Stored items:
((

use rummy_ledger::core::{Player, PlayerId, ScoreEntry};
use rummy_ledger::{ErrorKind, Ledger, MemoryStore, Roster, ScoringRules};
use std::collections::BTreeMap;
use std::sync::Arc;

async fn setup(names: &[&str]) -> (Ledger<MemoryStore>, Vec<Player>) {
    let roster = Roster::new(Arc::new(MemoryStore::new()));
    roster.register(names.iter().copied()).await.unwrap();
    let players = roster.list().await.unwrap();
    (Ledger::new(roster, ScoringRules::default()), players)
}

fn raw(players: &[Player], values: &[i64]) -> BTreeMap<PlayerId, i64> {
    players.iter().map(|p| p.id).zip(values.iter().copied()).collect()
}

/// Serialized views, compared to prove a rejected call changed nothing.
async fn snapshot(ledger: &Ledger<MemoryStore>) -> (String, String) {
    (
        serde_json::to_string(&ledger.leaderboard().await.unwrap()).unwrap(),
        serde_json::to_string(&ledger.history().await.unwrap()).unwrap(),
    )
}

async fn assert_round_invariants(ledger: &Ledger<MemoryStore>) {
    for round in ledger.history().await.unwrap() {
        let entries: Vec<&ScoreEntry> =
            round.cells.iter().filter_map(|c| c.entry.as_ref()).collect();
        let balance: i64 = entries.iter().map(|e| e.adjusted).sum();
        assert_eq!(balance, 0, "round {} is unbalanced", round.round);
        let winners = entries.iter().filter(|e| e.raw == 0).count();
        assert_eq!(winners, 1, "round {} has {} winners", round.round, winners);
    }
}

#[tokio::test]
async fn test_derivation_example() {
    let (ledger, p) = setup(&["A", "B", "C"]).await;

    let outcome = ledger.submit_round(&raw(&p, &[0, 10, 15])).await.unwrap();

    assert_eq!(outcome.round, 1);
    assert_eq!(outcome.entry_for(p[0].id).unwrap().adjusted, 25);
    assert_eq!(outcome.entry_for(p[1].id).unwrap().adjusted, -10);
    assert_eq!(outcome.entry_for(p[2].id).unwrap().adjusted, -15);
    assert_eq!(outcome.entries.iter().map(|e| e.adjusted).sum::<i64>(), 0);
    assert_round_invariants(&ledger).await;
}

#[tokio::test]
async fn test_edit_creating_second_winner_is_rejected() {
    let (ledger, p) = setup(&["A", "B", "C"]).await;
    let outcome = ledger.submit_round(&raw(&p, &[0, 10, 15])).await.unwrap();
    let before = snapshot(&ledger).await;

    let b_entry = outcome.entry_for(p[1].id).unwrap().id;
    let err = ledger.edit_entry(b_entry, 0).await.unwrap_err();

    assert_eq!(err.kind(), ErrorKind::InvariantViolation);
    let round = ledger.round(1).await.unwrap();
    assert_eq!(round.entry_for(p[0].id).unwrap().adjusted, 25);
    assert_eq!(round.entry_for(p[1].id).unwrap().adjusted, -10);
    assert_eq!(round.entry_for(p[1].id).unwrap().raw, 10);
    assert_eq!(round.entry_for(p[2].id).unwrap().adjusted, -15);
    assert_eq!(snapshot(&ledger).await, before);
}

#[tokio::test]
async fn test_edit_removing_the_winner_is_rejected() {
    let (ledger, p) = setup(&["A", "B", "C"]).await;
    let outcome = ledger.submit_round(&raw(&p, &[0, 10, 15])).await.unwrap();
    let before = snapshot(&ledger).await;

    let a_entry = outcome.entry_for(p[0].id).unwrap().id;
    let err = ledger.edit_entry(a_entry, 5).await.unwrap_err();

    assert_eq!(err.kind(), ErrorKind::InvariantViolation);
    assert_eq!(snapshot(&ledger).await, before);
}

#[tokio::test]
async fn test_valid_edit_rederives_whole_round() {
    let (ledger, p) = setup(&["A", "B", "C"]).await;
    let outcome = ledger.submit_round(&raw(&p, &[0, 10, 15])).await.unwrap();

    // Non-winner correction: the winner's gain follows.
    let c_entry = outcome.entry_for(p[2].id).unwrap().id;
    let edited = ledger.edit_entry(c_entry, 30).await.unwrap();
    assert_eq!(edited.entry_for(p[0].id).unwrap().adjusted, 40);
    assert_eq!(edited.entry_for(p[1].id).unwrap().adjusted, -10);
    assert_eq!(edited.entry_for(p[2].id).unwrap().adjusted, -30);

    let stored = ledger.round(1).await.unwrap();
    assert_eq!(stored.entries, edited.entries);
    assert_round_invariants(&ledger).await;
}

#[tokio::test]
async fn test_edit_only_touches_its_round() {
    let (ledger, p) = setup(&["A", "B"]).await;
    let first = ledger.submit_round(&raw(&p, &[0, 10])).await.unwrap();
    ledger.submit_round(&raw(&p, &[7, 0])).await.unwrap();
    let second_before = ledger.round(2).await.unwrap();

    ledger
        .edit_entry(first.entry_for(p[1].id).unwrap().id, 3)
        .await
        .unwrap();

    assert_eq!(ledger.round(2).await.unwrap(), second_before);
    let board = ledger.leaderboard().await.unwrap();
    // A: +3 -7 = -4, B: -3 +7 = 4
    assert_eq!(board[0].player.name, "B");
    assert_eq!(board[0].adjusted_total, 4);
    assert_eq!(board[1].adjusted_total, -4);
}

#[tokio::test]
async fn test_rejected_submissions_change_nothing() {
    let (ledger, p) = setup(&["A", "B", "C"]).await;
    ledger.submit_round(&raw(&p, &[0, 4, 6])).await.unwrap();
    let before = snapshot(&ledger).await;

    let negative = ledger.submit_round(&raw(&p, &[0, -4, 6])).await.unwrap_err();
    assert_eq!(negative.kind(), ErrorKind::InvalidInput);
    assert!(negative.to_string().contains("zero or positive"));

    let missing = ledger.submit_round(&raw(&p[..2], &[0, 4])).await.unwrap_err();
    assert_eq!(missing.kind(), ErrorKind::InvalidInput);

    let two_winners = ledger.submit_round(&raw(&p, &[0, 0, 6])).await.unwrap_err();
    assert_eq!(two_winners.kind(), ErrorKind::InvariantViolation);

    let no_winner = ledger.submit_round(&raw(&p, &[1, 2, 3])).await.unwrap_err();
    assert_eq!(no_winner.kind(), ErrorKind::InvariantViolation);

    let mut stranger = raw(&p, &[0, 4, 6]);
    stranger.insert(PlayerId(999), 1);
    let unknown = ledger.submit_round(&stranger).await.unwrap_err();
    assert_eq!(unknown.kind(), ErrorKind::NotFound);

    assert_eq!(snapshot(&ledger).await, before);
}

#[tokio::test]
async fn test_negative_wins_over_winner_count() {
    let (ledger, p) = setup(&["A", "B"]).await;
    // Two problems at once: no zero and a negative value.
    let err = ledger.submit_round(&raw(&p, &[-1, 5])).await.unwrap_err();
    assert_eq!(err.kind(), ErrorKind::InvalidInput);
}

#[tokio::test]
async fn test_leaderboard_aggregates_and_ordering() {
    let (ledger, p) = setup(&["dan", "amy", "cal", "bea"]).await;
    // Name order: amy, bea, cal, dan
    ledger.submit_round(&raw(&p, &[0, 20, 75, 5])).await.unwrap();
    ledger.submit_round(&raw(&p, &[100, 0, 20, 80])).await.unwrap();

    let board = ledger.leaderboard().await.unwrap();
    let names: Vec<&str> = board.iter().map(|s| s.player.name.as_str()).collect();
    // amy: 100 - 100 = 0; bea: -20 + 200 = 180; cal: -75 - 20 = -95; dan: -5 - 80 = -85
    assert_eq!(names, vec!["bea", "amy", "dan", "cal"]);

    let bea = &board[0];
    assert_eq!(bea.adjusted_total, 180);
    assert_eq!(bea.raw_total, 20);
    assert_eq!(bea.exact_hits, 1);
    assert_eq!(bea.wins, 1);
    assert_eq!(bea.band_hits, 0);

    let cal = &board[3];
    assert_eq!(cal.exact_hits, 1);
    assert_eq!(cal.band_hits, 1);

    let dan = &board[2];
    assert_eq!(dan.band_hits, 1);
    assert_eq!(dan.raw_total, 85);
}

#[tokio::test]
async fn test_leaderboard_ties_break_by_name() {
    let (ledger, p) = setup(&["zed", "max", "ada"]).await;
    let board = ledger.leaderboard().await.unwrap();
    let names: Vec<&str> = board.iter().map(|s| s.player.name.as_str()).collect();
    assert_eq!(names, vec!["ada", "max", "zed"]);
    assert!(board.iter().all(|s| s.adjusted_total == 0 && s.wins == 0));

    // ada wins, max and zed lose the same amount
    ledger.submit_round(&raw(&p, &[0, 9, 9])).await.unwrap();
    let board = ledger.leaderboard().await.unwrap();
    let names: Vec<&str> = board.iter().map(|s| s.player.name.as_str()).collect();
    assert_eq!(names, vec!["ada", "max", "zed"]);
}

#[tokio::test]
async fn test_history_marks_players_missing_from_old_rounds() {
    let (ledger, p) = setup(&["A", "B"]).await;
    ledger.submit_round(&raw(&p, &[0, 12])).await.unwrap();

    ledger.roster().register(["C"]).await.unwrap();
    let p = ledger.roster().list().await.unwrap();
    ledger.submit_round(&raw(&p, &[3, 0, 4])).await.unwrap();

    let history = ledger.history().await.unwrap();
    assert_eq!(history.len(), 2);
    let first = &history[0];
    assert_eq!(first.round, 1);
    let names: Vec<&str> = first.cells.iter().map(|c| c.player.name.as_str()).collect();
    assert_eq!(names, vec!["A", "B", "C"]);
    assert!(first.cells[0].entry.is_some());
    assert!(first.cells[2].entry.is_none());
    assert!(history[1].cells.iter().all(|c| c.entry.is_some()));
}

#[tokio::test]
async fn test_stale_round_edits_use_its_own_entries() {
    let (ledger, p) = setup(&["A", "B"]).await;
    let first = ledger.submit_round(&raw(&p, &[0, 12])).await.unwrap();
    ledger.roster().register(["C"]).await.unwrap();

    let edited = ledger
        .edit_entry(first.entry_for(p[1].id).unwrap().id, 8)
        .await
        .unwrap();
    assert_eq!(edited.entries.len(), 2);
    assert_eq!(edited.entry_for(p[0].id).unwrap().adjusted, 8);
    assert_round_invariants(&ledger).await;
}

#[tokio::test]
async fn test_reset_completeness() {
    let (ledger, p) = setup(&["A", "B"]).await;
    ledger.submit_round(&raw(&p, &[0, 12])).await.unwrap();

    ledger.reset_all().await.unwrap();

    assert!(ledger.leaderboard().await.unwrap().is_empty());
    assert!(ledger.history().await.unwrap().is_empty());
    assert!(ledger.roster().list().await.unwrap().is_empty());

    // Numbering restarts once everything is gone.
    let p = ledger.roster().register(["X", "Y"]).await.unwrap().added;
    let outcome = ledger.submit_round(&raw(&p, &[0, 1])).await.unwrap();
    assert_eq!(outcome.round, 1);
}

#[tokio::test]
async fn test_roster_reset_cascades() {
    let (ledger, p) = setup(&["A", "B"]).await;
    ledger.submit_round(&raw(&p, &[0, 12])).await.unwrap();

    ledger.roster().reset_all().await.unwrap();

    assert!(ledger.leaderboard().await.unwrap().is_empty());
    assert!(ledger.history().await.unwrap().is_empty());
}
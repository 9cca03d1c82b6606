use crate::domain::model::RoundNumber;
use std::collections::HashMap;
use std::sync::{Arc, Mutex, PoisonError};
use tokio::sync::{Mutex as AsyncMutex, OwnedMutexGuard};

/// One async mutex per round, created on first use.
#[derive(Default)]
pub struct RoundLocks {
    locks: Mutex<HashMap<RoundNumber, Arc<AsyncMutex<()>>>>,
}

impl RoundLocks {
    pub fn new() -> Self {
        Self::default()
    }

    /// Waits for exclusive access to `round`. Other rounds are unaffected.
    pub async fn lock(&self, round: RoundNumber) -> OwnedMutexGuard<()> {
        let lock = {
            let mut locks = self.locks.lock().unwrap_or_else(PoisonError::into_inner);
            Arc::clone(locks.entry(round).or_default())
        };
        lock.lock_owned().await
    }

    /// Drops every lock. Only call while no round lock can be held.
    pub fn clear(&self) {
        self.locks
            .lock()
            .unwrap_or_else(PoisonError::into_inner)
            .clear();
    }
}
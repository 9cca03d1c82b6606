use crate::app::report;
use crate::config::cli::{parse_assignment, Command};
use crate::core::ledger::Ledger;
use crate::core::{EntryId, LedgerStore};
use crate::utils::error::{LedgerError, Result};
use crate::utils::validation::parse_score;

/// Executes one CLI command and returns the text to print.
pub async fn run<S: LedgerStore>(ledger: &Ledger<S>, command: Command) -> Result<String> {
    match command {
        Command::Register { names } => {
            let names = names.iter().flat_map(|n| n.split(','));
            let outcome = ledger.roster().register(names).await?;
            let mut out = String::new();
            for player in &outcome.added {
                out.push_str(&format!("added {} (id {})\n", player.name, player.id));
            }
            for name in &outcome.rejected {
                out.push_str(&format!("skipped {} (already registered)\n", name));
            }
            Ok(out)
        }
        Command::Players => Ok(report::render_players(&ledger.roster().list().await?)),
        Command::Submit { scores } => {
            let pairs = scores
                .iter()
                .map(|s| parse_assignment(s))
                .collect::<Result<Vec<_>>>()?;
            let outcome = ledger.submit_named(&pairs).await?;
            Ok(report::render_round(&outcome, &ledger.roster().list().await?))
        }
        Command::Edit { entry, raw } => {
            let field = format!("entry {}", entry);
            let outcome = ledger
                .edit_entry(EntryId(entry), parse_score(&field, &raw)?)
                .await?;
            Ok(report::render_round(&outcome, &ledger.roster().list().await?))
        }
        Command::Leaderboard { csv } => {
            let standings = ledger.leaderboard().await?;
            if csv {
                let mut buf = Vec::new();
                report::write_leaderboard_csv(&mut buf, &standings, ledger.rules())?;
                Ok(String::from_utf8_lossy(&buf).into_owned())
            } else {
                Ok(report::render_leaderboard(&standings, ledger.rules()))
            }
        }
        Command::History { csv } => {
            let rounds = ledger.history().await?;
            if csv {
                let mut buf = Vec::new();
                report::write_history_csv(&mut buf, &rounds)?;
                Ok(String::from_utf8_lossy(&buf).into_owned())
            } else {
                Ok(report::render_history(&rounds))
            }
        }
        Command::Reset { yes } => {
            if !yes {
                return Err(LedgerError::validation("reset needs --yes to confirm"));
            }
            ledger.reset_all().await?;
            Ok("All players and rounds deleted.\n".to_string())
        }
    }
}

#[cfg(test)]
mod tests {
    use super::*;
    use crate::adapters::MemoryStore;
    use crate::core::roster::Roster;
    use crate::core::scoring::ScoringRules;
    use crate::utils::error::ErrorKind;
    use std::sync::Arc;

    fn ledger() -> Ledger<MemoryStore> {
        Ledger::new(Roster::new(Arc::new(MemoryStore::new())), ScoringRules::default())
    }

    #[tokio::test]
    async fn test_register_submit_and_leaderboard() {
        let ledger = ledger();
        let out = run(
            &ledger,
            Command::Register {
                names: vec!["ann".into(), "bo,cy".into(), "Ann".into()],
            },
        )
        .await
        .unwrap();
        assert!(out.contains("added cy"));
        assert!(out.contains("skipped Ann"));

        run(
            &ledger,
            Command::Submit {
                scores: vec!["ann=0".into(), "bo=20".into(), "cy=75".into()],
            },
        )
        .await
        .unwrap();

        let csv = run(&ledger, Command::Leaderboard { csv: true }).await.unwrap();
        assert_eq!(
            csv,
            "Rank,Player,Total,Raw,=20,Wins,70-80\n\
             1,ann,95,0,0,1,0\n\
             2,bo,-20,20,1,0,0\n\
             3,cy,-75,75,0,0,1\n"
        );
    }

    #[tokio::test]
    async fn test_edit_rejects_text() {
        let ledger = ledger();
        let err = run(
            &ledger,
            Command::Edit {
                entry: 1,
                raw: "lots".into(),
            },
        )
        .await
        .unwrap_err();
        assert_eq!(err.kind(), ErrorKind::InvalidInput);
    }

    #[tokio::test]
    async fn test_reset_needs_confirmation() {
        let ledger = ledger();
        run(
            &ledger,
            Command::Register {
                names: vec!["ann".into()],
            },
        )
        .await
        .unwrap();
        let err = run(&ledger, Command::Reset { yes: false }).await.unwrap_err();
        assert_eq!(err.kind(), ErrorKind::Validation);
        assert_eq!(ledger.roster().list().await.unwrap().len(), 1);

        run(&ledger, Command::Reset { yes: true }).await.unwrap();
        assert!(ledger.roster().list().await.unwrap().is_empty());
    }
}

))

■ Task statement ■
Would you print, exactly as written, every line above from the one holding "async fn test_edit_only_touches_its_round()" through the one holding "ledger.submit_round(&raw(&p, &[0, 0, 6])).await.unwrap_err();", with both included and no other lines?

■ Expected output ■
async fn test_edit_only_touches_its_round() {
    let (ledger, p) = setup(&["A", "B"]).await;
    let first = ledger.submit_round(&raw(&p, &[0, 10])).await.unwrap();
    ledger.submit_round(&raw(&p, &[7, 0])).await.unwrap();
    let second_before = ledger.round(2).await.unwrap();

    ledger
        .edit_entry(first.entry_for(p[1].id).unwrap().id, 3)
        .await
        .unwrap();

    assert_eq!(ledger.round(2).await.unwrap(), second_before);
    let board = ledger.leaderboard().await.unwrap();
    // A: +3 -7 = -4, B: -3 +7 = 4
    assert_eq!(board[0].player.name, "B");
    assert_eq!(board[0].adjusted_total, 4);
    assert_eq!(board[1].adjusted_total, -4);
}

#[tokio::test]
async fn test_rejected_submissions_change_nothing() {
    let (ledger, p) = setup(&["A", "B", "C"]).await;
    ledger.submit_round(&raw(&p, &[0, 4, 6])).await.unwrap();
    let before = snapshot(&ledger).await;

    let negative = ledger.submit_round(&raw(&p, &[0, -4, 6])).await.unwrap_err();
    assert_eq!(negative.kind(), ErrorKind::InvalidInput);
    assert!(negative.to_string().contains("zero or positive"));

    let missing = ledger.submit_round(&raw(&p[..2], &[0, 4])).await.unwrap_err();
    assert_eq!(missing.kind(), ErrorKind::InvalidInput);

    let two_winners = ledger.submit_round(&raw(&p, &[0, 0, 6])).await.unwrap_err();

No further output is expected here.